* [EXERCISE BRIEF] Your answer should be one number: the count of lines in the records that include the word "stack".

(DATA EXTRACT)

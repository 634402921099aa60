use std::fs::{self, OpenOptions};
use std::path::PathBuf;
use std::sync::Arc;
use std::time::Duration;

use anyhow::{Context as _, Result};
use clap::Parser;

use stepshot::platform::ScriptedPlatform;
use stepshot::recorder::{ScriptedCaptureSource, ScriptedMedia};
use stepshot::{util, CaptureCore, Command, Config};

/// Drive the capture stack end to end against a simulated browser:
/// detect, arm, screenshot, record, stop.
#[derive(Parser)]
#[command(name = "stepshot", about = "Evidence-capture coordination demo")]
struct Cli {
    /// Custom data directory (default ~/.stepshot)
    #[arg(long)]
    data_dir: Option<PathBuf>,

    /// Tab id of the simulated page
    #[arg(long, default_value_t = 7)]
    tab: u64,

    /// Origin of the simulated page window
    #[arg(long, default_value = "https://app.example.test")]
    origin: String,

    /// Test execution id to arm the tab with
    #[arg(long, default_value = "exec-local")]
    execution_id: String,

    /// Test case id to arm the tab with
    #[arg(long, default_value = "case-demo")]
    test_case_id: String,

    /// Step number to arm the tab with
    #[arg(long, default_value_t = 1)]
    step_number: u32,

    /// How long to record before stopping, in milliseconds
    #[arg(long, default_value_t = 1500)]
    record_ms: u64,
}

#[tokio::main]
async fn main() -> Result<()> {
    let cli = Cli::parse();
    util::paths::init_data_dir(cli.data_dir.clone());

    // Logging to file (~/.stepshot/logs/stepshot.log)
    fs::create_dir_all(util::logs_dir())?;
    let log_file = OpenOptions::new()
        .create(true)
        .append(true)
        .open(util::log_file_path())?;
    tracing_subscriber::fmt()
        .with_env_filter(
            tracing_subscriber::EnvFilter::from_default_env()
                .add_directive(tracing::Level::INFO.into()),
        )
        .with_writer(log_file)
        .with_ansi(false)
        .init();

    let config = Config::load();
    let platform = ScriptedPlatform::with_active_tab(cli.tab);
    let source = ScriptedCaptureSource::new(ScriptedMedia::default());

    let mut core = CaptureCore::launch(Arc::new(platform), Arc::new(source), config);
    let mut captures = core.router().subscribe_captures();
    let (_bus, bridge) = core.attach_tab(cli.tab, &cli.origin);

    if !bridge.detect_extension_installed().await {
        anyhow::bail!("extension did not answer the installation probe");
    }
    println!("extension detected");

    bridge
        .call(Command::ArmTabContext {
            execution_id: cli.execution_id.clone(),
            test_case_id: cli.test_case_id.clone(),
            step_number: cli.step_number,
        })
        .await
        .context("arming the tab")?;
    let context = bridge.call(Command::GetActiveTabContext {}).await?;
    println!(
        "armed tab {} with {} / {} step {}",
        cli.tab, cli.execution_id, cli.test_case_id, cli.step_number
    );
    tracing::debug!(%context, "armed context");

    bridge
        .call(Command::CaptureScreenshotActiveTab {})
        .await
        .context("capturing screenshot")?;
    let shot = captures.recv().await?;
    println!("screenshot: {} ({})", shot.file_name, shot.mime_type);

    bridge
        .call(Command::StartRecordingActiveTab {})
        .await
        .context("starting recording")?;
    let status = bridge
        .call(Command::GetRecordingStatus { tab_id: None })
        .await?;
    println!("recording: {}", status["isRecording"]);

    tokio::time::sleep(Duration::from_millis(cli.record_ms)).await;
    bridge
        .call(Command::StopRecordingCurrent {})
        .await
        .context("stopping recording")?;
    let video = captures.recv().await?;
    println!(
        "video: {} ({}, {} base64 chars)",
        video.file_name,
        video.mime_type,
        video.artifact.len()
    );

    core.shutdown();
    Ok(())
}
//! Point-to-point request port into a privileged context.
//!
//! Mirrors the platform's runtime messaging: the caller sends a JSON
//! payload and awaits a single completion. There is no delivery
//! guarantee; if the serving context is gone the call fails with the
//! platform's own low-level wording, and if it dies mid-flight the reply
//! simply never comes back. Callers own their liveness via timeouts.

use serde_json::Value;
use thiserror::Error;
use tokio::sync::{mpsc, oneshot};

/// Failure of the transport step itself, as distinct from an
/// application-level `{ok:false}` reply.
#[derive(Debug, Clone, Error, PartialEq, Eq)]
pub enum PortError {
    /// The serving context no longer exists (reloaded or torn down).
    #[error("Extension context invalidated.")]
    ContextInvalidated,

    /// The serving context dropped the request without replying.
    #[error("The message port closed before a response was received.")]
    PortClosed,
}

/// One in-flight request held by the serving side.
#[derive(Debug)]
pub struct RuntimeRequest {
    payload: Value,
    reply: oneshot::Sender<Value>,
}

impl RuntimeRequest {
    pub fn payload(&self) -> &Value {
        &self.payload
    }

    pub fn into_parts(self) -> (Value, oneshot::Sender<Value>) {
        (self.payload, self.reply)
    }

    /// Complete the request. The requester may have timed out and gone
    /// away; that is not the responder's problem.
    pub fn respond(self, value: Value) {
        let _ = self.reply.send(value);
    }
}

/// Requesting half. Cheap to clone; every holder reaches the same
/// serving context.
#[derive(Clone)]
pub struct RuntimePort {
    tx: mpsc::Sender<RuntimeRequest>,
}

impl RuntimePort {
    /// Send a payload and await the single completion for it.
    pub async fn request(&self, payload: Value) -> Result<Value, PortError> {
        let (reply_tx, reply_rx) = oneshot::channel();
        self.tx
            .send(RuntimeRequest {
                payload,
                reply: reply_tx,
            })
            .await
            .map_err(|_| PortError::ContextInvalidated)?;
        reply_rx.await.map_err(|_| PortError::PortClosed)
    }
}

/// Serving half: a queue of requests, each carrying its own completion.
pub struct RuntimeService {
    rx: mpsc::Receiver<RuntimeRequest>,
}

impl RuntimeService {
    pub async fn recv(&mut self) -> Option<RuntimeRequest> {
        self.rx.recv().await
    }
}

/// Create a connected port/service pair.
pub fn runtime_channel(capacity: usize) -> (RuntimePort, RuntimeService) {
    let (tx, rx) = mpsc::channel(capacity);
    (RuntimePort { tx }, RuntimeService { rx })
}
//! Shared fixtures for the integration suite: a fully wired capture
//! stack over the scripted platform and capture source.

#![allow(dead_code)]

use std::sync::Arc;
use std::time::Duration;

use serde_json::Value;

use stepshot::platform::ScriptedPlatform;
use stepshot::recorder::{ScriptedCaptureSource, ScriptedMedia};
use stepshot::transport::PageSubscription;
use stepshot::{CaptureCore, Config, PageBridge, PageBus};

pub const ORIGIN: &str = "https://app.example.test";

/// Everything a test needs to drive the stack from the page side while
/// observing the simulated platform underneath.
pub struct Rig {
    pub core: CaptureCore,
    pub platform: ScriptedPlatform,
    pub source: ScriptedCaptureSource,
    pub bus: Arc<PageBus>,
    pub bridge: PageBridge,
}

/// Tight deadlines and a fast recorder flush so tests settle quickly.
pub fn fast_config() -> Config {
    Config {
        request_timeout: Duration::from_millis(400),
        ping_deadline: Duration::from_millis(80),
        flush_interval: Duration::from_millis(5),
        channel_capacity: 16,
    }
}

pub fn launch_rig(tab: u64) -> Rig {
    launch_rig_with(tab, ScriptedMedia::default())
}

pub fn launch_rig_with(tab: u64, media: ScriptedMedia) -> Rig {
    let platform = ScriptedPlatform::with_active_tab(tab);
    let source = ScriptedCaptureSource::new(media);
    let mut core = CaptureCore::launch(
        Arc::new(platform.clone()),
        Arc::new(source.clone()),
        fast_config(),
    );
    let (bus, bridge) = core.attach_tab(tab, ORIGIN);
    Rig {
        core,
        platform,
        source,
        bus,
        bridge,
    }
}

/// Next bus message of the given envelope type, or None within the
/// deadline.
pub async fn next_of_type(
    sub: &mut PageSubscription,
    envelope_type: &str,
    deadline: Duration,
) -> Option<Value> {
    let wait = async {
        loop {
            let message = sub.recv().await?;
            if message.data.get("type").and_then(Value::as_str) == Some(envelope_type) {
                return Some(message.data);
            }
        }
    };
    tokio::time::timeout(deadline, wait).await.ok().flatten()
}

(End DATA EXTRACT)

* [ANSWER TO THE EXERCISE] 3